EXERCISE DESCRIPTION – Use the entries below and reproduce exactly the lines from the one containing "pub fn save(&self, tokens: &TokenSet)" down to the one containing "let permissions = std::fs::Permissions::from_mode(0o600);", both of them included.
*** Opening PROVIDED DATA ***
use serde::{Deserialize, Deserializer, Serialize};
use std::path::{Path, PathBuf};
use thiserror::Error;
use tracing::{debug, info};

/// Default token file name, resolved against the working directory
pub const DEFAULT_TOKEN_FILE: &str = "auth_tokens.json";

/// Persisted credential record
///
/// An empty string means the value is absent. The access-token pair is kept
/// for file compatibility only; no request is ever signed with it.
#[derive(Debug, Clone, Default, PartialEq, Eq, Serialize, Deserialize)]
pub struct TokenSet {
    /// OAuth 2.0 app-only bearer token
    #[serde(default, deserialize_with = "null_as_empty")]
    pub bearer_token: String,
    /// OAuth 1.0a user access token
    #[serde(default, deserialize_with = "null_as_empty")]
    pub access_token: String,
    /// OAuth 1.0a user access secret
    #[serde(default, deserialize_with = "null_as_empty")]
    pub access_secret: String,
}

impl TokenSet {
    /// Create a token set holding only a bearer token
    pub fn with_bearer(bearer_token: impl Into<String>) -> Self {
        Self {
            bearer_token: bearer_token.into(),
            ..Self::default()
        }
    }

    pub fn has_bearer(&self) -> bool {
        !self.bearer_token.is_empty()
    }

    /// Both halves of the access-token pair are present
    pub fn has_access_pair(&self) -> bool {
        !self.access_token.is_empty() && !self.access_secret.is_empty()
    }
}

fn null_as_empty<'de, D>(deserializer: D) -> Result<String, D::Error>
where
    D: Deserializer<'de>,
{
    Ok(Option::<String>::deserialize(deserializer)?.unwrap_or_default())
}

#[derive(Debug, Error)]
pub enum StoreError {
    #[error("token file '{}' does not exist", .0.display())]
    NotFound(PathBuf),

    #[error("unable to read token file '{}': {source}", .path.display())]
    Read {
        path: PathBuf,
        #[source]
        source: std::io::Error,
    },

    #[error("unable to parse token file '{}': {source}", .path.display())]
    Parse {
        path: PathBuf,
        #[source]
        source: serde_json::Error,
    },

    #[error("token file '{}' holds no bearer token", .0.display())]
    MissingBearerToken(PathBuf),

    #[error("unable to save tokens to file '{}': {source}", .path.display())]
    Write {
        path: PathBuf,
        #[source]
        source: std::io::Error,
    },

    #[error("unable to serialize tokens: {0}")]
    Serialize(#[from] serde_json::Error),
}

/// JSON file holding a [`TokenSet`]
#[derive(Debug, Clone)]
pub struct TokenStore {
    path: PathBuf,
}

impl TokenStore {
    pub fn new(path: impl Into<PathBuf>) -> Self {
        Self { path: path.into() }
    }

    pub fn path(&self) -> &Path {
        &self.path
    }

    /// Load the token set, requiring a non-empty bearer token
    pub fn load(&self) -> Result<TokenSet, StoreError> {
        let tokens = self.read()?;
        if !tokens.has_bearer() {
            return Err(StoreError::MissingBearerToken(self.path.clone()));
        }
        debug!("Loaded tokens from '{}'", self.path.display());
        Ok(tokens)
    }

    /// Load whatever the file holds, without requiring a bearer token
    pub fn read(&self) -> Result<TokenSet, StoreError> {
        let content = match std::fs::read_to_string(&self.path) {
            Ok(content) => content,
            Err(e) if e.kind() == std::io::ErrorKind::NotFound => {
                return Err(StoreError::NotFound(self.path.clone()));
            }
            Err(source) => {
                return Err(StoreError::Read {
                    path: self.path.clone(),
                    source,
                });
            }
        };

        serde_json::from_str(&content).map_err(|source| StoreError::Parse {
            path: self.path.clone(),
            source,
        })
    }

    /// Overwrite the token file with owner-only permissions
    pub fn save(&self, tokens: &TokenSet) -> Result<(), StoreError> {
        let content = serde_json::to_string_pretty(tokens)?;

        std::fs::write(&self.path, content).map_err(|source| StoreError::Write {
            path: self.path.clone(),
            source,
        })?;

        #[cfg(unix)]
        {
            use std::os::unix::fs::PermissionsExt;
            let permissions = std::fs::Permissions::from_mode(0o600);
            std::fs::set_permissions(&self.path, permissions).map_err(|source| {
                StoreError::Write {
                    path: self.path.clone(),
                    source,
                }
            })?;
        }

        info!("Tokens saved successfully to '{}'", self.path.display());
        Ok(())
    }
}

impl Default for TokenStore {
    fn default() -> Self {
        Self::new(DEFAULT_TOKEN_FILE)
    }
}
*** Closing PROVIDED DATA ***
*** Opening PROVIDED DATA ***
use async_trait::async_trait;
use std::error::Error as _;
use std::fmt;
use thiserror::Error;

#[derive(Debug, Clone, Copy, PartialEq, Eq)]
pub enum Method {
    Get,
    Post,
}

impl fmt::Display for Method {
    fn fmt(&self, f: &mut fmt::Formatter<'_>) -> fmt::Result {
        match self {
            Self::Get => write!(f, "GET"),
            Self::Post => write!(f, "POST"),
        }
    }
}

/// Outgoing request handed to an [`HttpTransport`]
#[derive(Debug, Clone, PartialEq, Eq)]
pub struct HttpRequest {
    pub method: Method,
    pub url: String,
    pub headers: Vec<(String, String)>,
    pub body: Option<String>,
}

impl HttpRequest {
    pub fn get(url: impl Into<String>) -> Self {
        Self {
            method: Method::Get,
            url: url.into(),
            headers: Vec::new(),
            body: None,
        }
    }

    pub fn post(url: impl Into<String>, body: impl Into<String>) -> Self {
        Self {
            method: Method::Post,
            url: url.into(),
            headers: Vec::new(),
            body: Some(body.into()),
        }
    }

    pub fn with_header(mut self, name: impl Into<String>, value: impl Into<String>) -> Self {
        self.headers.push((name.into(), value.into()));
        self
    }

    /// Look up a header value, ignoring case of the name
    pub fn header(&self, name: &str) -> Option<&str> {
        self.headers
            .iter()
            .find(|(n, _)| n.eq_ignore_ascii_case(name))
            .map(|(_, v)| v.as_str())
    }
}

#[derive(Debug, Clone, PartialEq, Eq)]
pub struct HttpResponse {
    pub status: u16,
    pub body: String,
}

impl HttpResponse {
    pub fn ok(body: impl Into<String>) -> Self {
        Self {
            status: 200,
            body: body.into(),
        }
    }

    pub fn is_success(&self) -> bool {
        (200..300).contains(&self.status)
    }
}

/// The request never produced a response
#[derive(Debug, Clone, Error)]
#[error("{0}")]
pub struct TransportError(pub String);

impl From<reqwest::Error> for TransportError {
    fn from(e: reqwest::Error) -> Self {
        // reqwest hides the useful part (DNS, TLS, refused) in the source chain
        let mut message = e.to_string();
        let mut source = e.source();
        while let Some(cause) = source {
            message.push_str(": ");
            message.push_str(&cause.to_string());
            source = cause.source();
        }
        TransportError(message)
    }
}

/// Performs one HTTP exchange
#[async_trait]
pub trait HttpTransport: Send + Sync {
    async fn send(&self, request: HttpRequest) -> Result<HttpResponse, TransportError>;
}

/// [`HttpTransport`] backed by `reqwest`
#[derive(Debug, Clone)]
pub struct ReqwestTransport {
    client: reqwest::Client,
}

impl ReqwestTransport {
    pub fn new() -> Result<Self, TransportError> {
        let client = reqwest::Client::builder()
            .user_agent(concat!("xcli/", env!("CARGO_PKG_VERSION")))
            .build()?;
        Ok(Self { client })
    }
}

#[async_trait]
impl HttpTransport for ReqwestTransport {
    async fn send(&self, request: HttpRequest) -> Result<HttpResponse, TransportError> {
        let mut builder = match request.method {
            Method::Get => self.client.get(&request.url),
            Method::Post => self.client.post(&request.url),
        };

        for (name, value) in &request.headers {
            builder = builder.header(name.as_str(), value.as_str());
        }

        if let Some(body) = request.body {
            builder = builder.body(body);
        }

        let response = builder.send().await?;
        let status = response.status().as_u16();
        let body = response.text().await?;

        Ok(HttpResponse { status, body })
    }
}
*** Closing PROVIDED DATA ***
TASK SOLUTION –
    pub fn save(&self, tokens: &TokenSet) -> Result<(), StoreError> {
        let content = serde_json::to_string_pretty(tokens)?;

        std::fs::write(&self.path, content).map_err(|source| StoreError::Write {
            path: self.path.clone(),
            source,
        })?;

        #[cfg(unix)]
        {
            use std::os::unix::fs::PermissionsExt;
            let permissions = std::fs::Permissions::from_mode(0o600);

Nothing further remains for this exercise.